Innkeeper Andreas Strobel experienced Leipzig in the early 1990s as a city of many opportunities. If he were younger, he would move on today.
Innkeeper Andreas Strobel wonders whether only coked-up architects are still at work in Leipzig Photo: Katharina Muller-Guldemeister
"I moved to Leipzig after the fall of the Wall. I thought: If everyone runs to the bananas, I’ll run in the other direction. So I quit my job as a social worker in the Wendland; I knew Leipzig from visits. When the Wall fell, I wanted to know where the city was going. Unfortunately, everything went haphazardly. Leipzig was a book city and had a wonderful trade fair. Any other city would have made something of it.
Starting in 1997, I worked with right-wing youth in Grunau. Grunau was the second largest slab in the GDR. From doctors to craftsmen, everything was there. After the fall of communism, the intelligentsia left and the workers stayed. Some of the young people became rappers, some skaters, and some joined the right-wing movement. I took care of them until I couldn’t get along with my boss anymore. Then I switched to the restaurant business.
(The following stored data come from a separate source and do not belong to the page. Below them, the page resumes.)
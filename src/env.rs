use std::collections::HashMap;

use config::{Config, ConfigError, Environment, File, FileFormat};
use serde::Deserialize;

#[derive(Debug, Deserialize, Clone)]
pub struct Settings {
    pub logging: LoggingSettings,
    pub server: ServerSettings,
    #[serde(default)]
    pub matchmaking: MatchmakingSettings,
    #[serde(default)]
    pub battle: BattleSettings,
    #[serde(default)]
    pub rewards: RewardSettings,
    #[serde(default)]
    pub limits: LimitSettings,
}

impl Settings {
    pub fn new() -> Result<Self, ConfigError> {
        let run_mode = std::env::var("RUN_MODE").unwrap_or_else(|_| "development".into());
        println!("Loading configuration for RUN_MODE: {}", &run_mode);

        let s = Config::builder()
            // Load environment-specific file (e.g., development.toml, production.toml)
            .add_source(
                File::with_name(&format!("config/{}", run_mode))
                    .format(FileFormat::Toml)
                    .required(true),
            )
            // Add environment variables (e.g., APP_SERVER__PORT=8000)
            .add_source(Environment::with_prefix("APP").separator("__"))
            .build()?;

        s.try_deserialize()
    }
}

#[derive(Debug, Deserialize, Clone)]
pub struct ServerSettings {
    pub bind_address: String,
    pub port: u16,
    pub log_level: String,
}

#[derive(Debug, Deserialize, Clone)]
pub struct LoggingSettings {
    pub directory: String,
    pub filename: String,
}

/// 매칭 대기열 관련 설정. 모든 값은 placeholder이며 TOML/환경변수로 조정한다.
#[derive(Debug, Deserialize, Clone)]
#[serde(default)]
pub struct MatchmakingSettings {
    /// 대기열 항목 TTL (초)
    pub queue_ttl_seconds: i64,
    /// 초대장 TTL (초)
    pub invitation_ttl_seconds: i64,
    /// 매칭 시도 주기 (ms)
    pub match_tick_interval_ms: u64,
    /// 만료 항목 정리 주기 (ms)
    pub sweep_interval_ms: u64,
    /// CP 허용 범위 (비율)
    pub match_range_min: f64,
    pub match_range_max: f64,
    pub match_range_default: f64,
}

impl Default for MatchmakingSettings {
    fn default() -> Self {
        Self {
            queue_ttl_seconds: 30,
            invitation_ttl_seconds: 30,
            match_tick_interval_ms: 1_000,
            sweep_interval_ms: 5_000,
            match_range_min: 0.05,
            match_range_max: 0.50,
            match_range_default: 0.20,
        }
    }
}

/// 전투 밸런스 설정. 확률/배율은 전부 설정값이며 코드에 하드코딩하지 않는다.
#[derive(Debug, Deserialize, Clone)]
#[serde(default)]
pub struct BattleSettings {
    pub max_health: i32,
    pub base_damage: f64,
    pub critical_hit_chance: f64,
    pub critical_multiplier: f64,
    pub dodge_chance: f64,
    /// 자동 행동 생성 시 공격이 선택될 확률
    pub action_probability_attack: f64,
    pub round_interval_ms: u64,
    pub timeout_check_interval_ms: u64,
    pub battle_duration_ms: i64,
    pub energy_per_click: i32,
    pub defense_energy_per_click: i32,
    pub max_energy: i32,
    pub max_defense_energy: i32,
    /// 저장 에너지 1포인트당 데미지 보너스 비율
    pub energy_damage_multiplier: f64,
    /// 방어 에너지 1포인트당 데미지 감소 비율
    pub defense_energy_reduction: f64,
    pub energy_consume_per_attack: i32,
    pub defense_energy_consume: i32,
    pub manual_action_cooldown_ms: i64,
}

impl Default for BattleSettings {
    fn default() -> Self {
        Self {
            max_health: 100,
            base_damage: 10.0,
            critical_hit_chance: 0.15,
            critical_multiplier: 1.5,
            dodge_chance: 0.10,
            action_probability_attack: 0.7,
            round_interval_ms: 3_000,
            timeout_check_interval_ms: 1_000,
            battle_duration_ms: 300_000,
            energy_per_click: 1,
            defense_energy_per_click: 1,
            max_energy: 10,
            max_defense_energy: 10,
            energy_damage_multiplier: 0.1,
            defense_energy_reduction: 0.08,
            energy_consume_per_attack: 10,
            defense_energy_consume: 10,
            manual_action_cooldown_ms: 500,
        }
    }
}

/// 전투 종료 시 적용되는 보상 설정
#[derive(Debug, Deserialize, Clone)]
#[serde(default)]
pub struct RewardSettings {
    pub winner_xp_bonus: i64,
    pub loser_xp_bonus: i64,
    pub winner_cp_gain: i64,
    pub loser_cp_loss: i64,
    /// 패자의 CP가 이 값 아래로 내려가지 않도록 보정
    pub min_combat_power: i64,
    pub winner_discount_percent: u32,
    pub discount_duration_hours: u32,
}

impl Default for RewardSettings {
    fn default() -> Self {
        Self {
            winner_xp_bonus: 50,
            loser_xp_bonus: 15,
            winner_cp_gain: 10,
            loser_cp_loss: 5,
            min_combat_power: 10,
            winner_discount_percent: 10,
            discount_duration_hours: 24,
        }
    }
}

/// 티어별 일일 전투 횟수 제한
#[derive(Debug, Deserialize, Clone)]
#[serde(default)]
pub struct LimitSettings {
    pub daily_battles_by_tier: HashMap<String, u32>,
    /// 설정에 없는 티어가 들어왔을 때 적용되는 기본 한도
    pub daily_battles_default: u32,
}

impl Default for LimitSettings {
    fn default() -> Self {
        let mut by_tier = HashMap::new();
        by_tier.insert("bronze".to_string(), 10);
        by_tier.insert("silver".to_string(), 20);
        by_tier.insert("gold".to_string(), 30);
        Self {
            daily_battles_by_tier: by_tier,
            daily_battles_default: 10,
        }
    }
}
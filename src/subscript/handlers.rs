use actix::{Context, Handler};
use tracing::{debug, info};

use crate::subscript::messages::{Deregister, Notify, Register};
use crate::subscript::SubscriptionManager;

impl Handler<Register> for SubscriptionManager {
    type Result = ();

    fn handle(&mut self, msg: Register, _ctx: &mut Context<Self>) -> Self::Result {
        info!("Session registered for user {}", msg.user_id);
        self.sessions.insert(msg.user_id, msg.recipient);
    }
}

impl Handler<Deregister> for SubscriptionManager {
    type Result = ();

    fn handle(&mut self, msg: Deregister, _ctx: &mut Context<Self>) -> Self::Result {
        info!("Session deregistered for user {}", msg.user_id);
        self.sessions.remove(&msg.user_id);
    }
}

impl Handler<Notify> for SubscriptionManager {
    type Result = ();

    fn handle(&mut self, msg: Notify, _ctx: &mut Context<Self>) -> Self::Result {
        match self.sessions.get(&msg.user_id) {
            Some(recipient) => recipient.do_send(msg.message),
            None => debug!("No active session for user {}, dropping event", msg.user_id),
        }
    }
}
When the Theater der Jungen Welt moved into a circus tent on the Jahrtausendfeld in 2000, I did the bar. There were none on the whole Karl-Heine-Strasse, you can hardly imagine today. Since 2011 I have the Barabbas Inn in Connewitz, better known as "Forgiveness". As long as the expenses are covered, I’ll keep doing it. My life has never been about profit.
If I were younger, I might move on. Leipzig has not changed for the better. In the ’90s, small stores and coffee houses were the charm of the city center. Now they’ve been swallowed up by chains. The free spaces, the many little things have disappeared. There’s no longer any fat cream cake. Instead, there are crime dinners and events everywhere, and Leipzig no longer comes to its senses. And when I look at what’s being built, I think it was a coked-up architect without any degree.
As part of the taz’s "Future Workshop", every Friday, instead of the Neuland page, a separate page for Leipzig appears, the taz.leipzig: planned, produced and written by young journalists on the spot.
Nevertheless, Leipzig will be my last stop, I was already on the road too much. I moved out when I was 14 – my mother had got herself an Italian guest worker, and I couldn’t cope with the new situation. For three years I worked at a fair, then I took care of the horses in a circus. Because I wanted to prove to my mother that I could learn a trade, I became a street social worker. As a bachelor, I was sent from project to project. That was interesting, but being on the road all the time is not good for the body. Now people come to me."